Records shown START
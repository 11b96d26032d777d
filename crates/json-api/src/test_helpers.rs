//! Test helpers.

use std::sync::Arc;

use domestic_connect_app::{
    auth::MockAuthService,
    context::AppContext,
    domain::{
        contact_access::MockContactAccessService, identities::UserId,
        packages::MockPackagesService, purchases::MockPurchasesService,
    },
};
use salvo::{affix_state::inject, prelude::*};

use crate::{extensions::*, state::State};

pub(crate) const TEST_USER: &str = "u1";

/// Service mocks backing a test [`State`].
///
/// Mocks left at their default have no expectations, so any call fails the test.
#[derive(Default)]
pub(crate) struct Mocks {
    pub packages: MockPackagesService,
    pub purchases: MockPurchasesService,
    pub contact_access: MockContactAccessService,
    pub auth: MockAuthService,
}

impl Mocks {
    pub(crate) fn into_state(self) -> Arc<State> {
        State::from_app_context(AppContext {
            packages: Arc::new(self.packages),
            purchases: Arc::new(self.purchases),
            contact_access: Arc::new(self.contact_access),
            auth: Arc::new(self.auth),
        })
    }

    /// Serve `route` without authentication.
    pub(crate) fn into_public_service(self, route: Router) -> Service {
        Service::new(Router::new().hoop(inject(self.into_state())).push(route))
    }

    /// Serve `route` as if [`TEST_USER`] had authenticated.
    pub(crate) fn into_user_service(self, route: Router) -> Service {
        Service::new(
            Router::new()
                .hoop(inject(self.into_state()))
                .hoop(inject_user)
                .push(route),
        )
    }
}

#[salvo::handler]
async fn inject_user(req: &mut Request, depot: &mut Depot, res: &mut Response, ctrl: &mut FlowCtrl) {
    depot.insert_user_id(UserId::from(TEST_USER));
    ctrl.call_next(req, depot, res).await;
}
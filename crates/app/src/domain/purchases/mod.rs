//! Purchase Ledger

pub mod data;
pub mod errors;
pub mod records;
mod repository;
pub mod service;

pub use errors::PurchasesServiceError;
pub use service::*;
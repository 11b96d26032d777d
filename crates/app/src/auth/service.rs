//! Auth service.

use async_trait::async_trait;
use mockall::automock;
use sqlx::PgPool;
use tracing::{debug, info};
use uuid::Uuid;

use crate::{
    auth::{
        ApiTokenMetadata, ApiTokenVersion, AuthServiceError, IssuedApiToken, NewApiToken,
        format_api_token, generate_api_token_secret, hash_api_token, parse_api_token,
        repository::PgAuthRepository, verifiers_match,
    },
    domain::identities::UserId,
};

#[derive(Debug, Clone)]
pub struct PgAuthService {
    repository: PgAuthRepository,
}

impl PgAuthService {
    #[must_use]
    pub fn new(pool: PgPool) -> Self {
        Self {
            repository: PgAuthRepository::new(pool),
        }
    }

    /// Issue a new API token for the given user.
    ///
    /// # Errors
    ///
    /// Returns an error if the user id is blank or database insertion fails.
    pub async fn issue_api_token(&self, user: UserId) -> Result<IssuedApiToken, AuthServiceError> {
        if !user.is_valid() {
            return Err(AuthServiceError::InvalidInput);
        }

        let token_id = Uuid::now_v7();
        let version = ApiTokenVersion::V1;
        let secret = generate_api_token_secret();
        let token = format_api_token(token_id, version, &secret);
        let token_hash = hash_api_token(&token_id, version, &user, &secret);

        let metadata = self
            .repository
            .create_api_token(&NewApiToken {
                id: token_id,
                user_id: user,
                version,
                token_hash,
            })
            .await?;

        info!(token_id = %metadata.id, user_id = %metadata.user_id, "issued api token");

        Ok(IssuedApiToken { token, metadata })
    }

    /// List all tokens for the given user.
    ///
    /// # Errors
    ///
    /// Returns an error if the database query fails.
    pub async fn list_api_tokens(
        &self,
        user: &UserId,
    ) -> Result<Vec<ApiTokenMetadata>, AuthServiceError> {
        self.repository
            .list_api_tokens_by_user(user)
            .await
            .map_err(AuthServiceError::from)
    }

    /// Revoke a token by id. Returns `true` if the token was active.
    ///
    /// # Errors
    ///
    /// Returns an error if the database query fails.
    pub async fn revoke_api_token(&self, token_id: Uuid) -> Result<bool, AuthServiceError> {
        let revoked = self.repository.revoke_api_token(token_id).await?.is_some();

        if revoked {
            info!(%token_id, "revoked api token");
        }

        Ok(revoked)
    }
}

#[async_trait]
impl AuthService for PgAuthService {
    async fn authenticate_bearer(&self, bearer_token: &str) -> Result<UserId, AuthServiceError> {
        let parsed_token = parse_api_token(bearer_token).map_err(|_ignored| AuthServiceError::NotFound)?;

        let token = self
            .repository
            .find_active_api_token_by_id(parsed_token.token_id, parsed_token.version)
            .await?
            .ok_or(AuthServiceError::NotFound)?;

        let expected = hash_api_token(
            &parsed_token.token_id,
            parsed_token.version,
            &token.user_id,
            &parsed_token.secret,
        );

        if token.version != parsed_token.version || !verifiers_match(&expected, &token.token_hash)
        {
            return Err(AuthServiceError::NotFound);
        }

        // Best-effort metadata update; auth success should not depend on this write.
        if let Err(error) = self
            .repository
            .touch_api_token_last_used(parsed_token.token_id)
            .await
        {
            debug!(%error, "failed to record api token use");
        }

        Ok(token.user_id)
    }
}

#[automock]
#[async_trait]
pub trait AuthService: Send + Sync {
    /// Resolve a raw bearer token to the user it was issued for.
    async fn authenticate_bearer(&self, bearer_token: &str) -> Result<UserId, AuthServiceError>;
}
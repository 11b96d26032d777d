//! Contact Access Grants

pub mod errors;
pub mod records;
mod repository;
pub mod service;

pub use errors::ContactAccessServiceError;
pub use service::*;
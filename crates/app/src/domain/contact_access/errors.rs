//! Contact access service errors.

use sqlx::{
    Error,
    error::{DatabaseError, ErrorKind},
};
use thiserror::Error;

use crate::database::is_value_too_large;

#[derive(Debug, Error)]
pub enum ContactAccessServiceError {
    #[error("contact access grant not found")]
    NotFound,

    #[error("invalid contact access data")]
    InvalidInput,

    #[error("storage error")]
    Sql(#[source] Error),
}

impl From<Error> for ContactAccessServiceError {
    fn from(error: Error) -> Self {
        if matches!(error, Error::RowNotFound) {
            return Self::NotFound;
        }

        if is_value_too_large(&error) {
            return Self::InvalidInput;
        }

        match error.as_database_error().map(DatabaseError::kind) {
            Some(ErrorKind::NotNullViolation | ErrorKind::CheckViolation) => Self::InvalidInput,
            _ => Self::Sql(error),
        }
    }
}

#[cfg(test)]
mod tests {
    use super::*;
    use crate::test::helpers::database_error;

    #[test]
    fn oversized_values_map_to_invalid_input() {
        for code in ["22001", "22003"] {
            let error = ContactAccessServiceError::from(database_error(code));

            assert!(
                matches!(error, ContactAccessServiceError::InvalidInput),
                "SQLSTATE {code} should be a caller error, got {error:?}"
            );
        }
    }

    #[test]
    fn row_not_found_maps_to_not_found() {
        assert!(matches!(
            ContactAccessServiceError::from(Error::RowNotFound),
            ContactAccessServiceError::NotFound
        ));
    }

    #[test]
    fn pool_errors_map_to_sql() {
        assert!(matches!(
            ContactAccessServiceError::from(Error::PoolClosed),
            ContactAccessServiceError::Sql(_)
        ));
    }
}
Records shown END
● Brief
Work out how many lines in the records hold the word "AppContext", and answer with that number alone.

● The completed task
2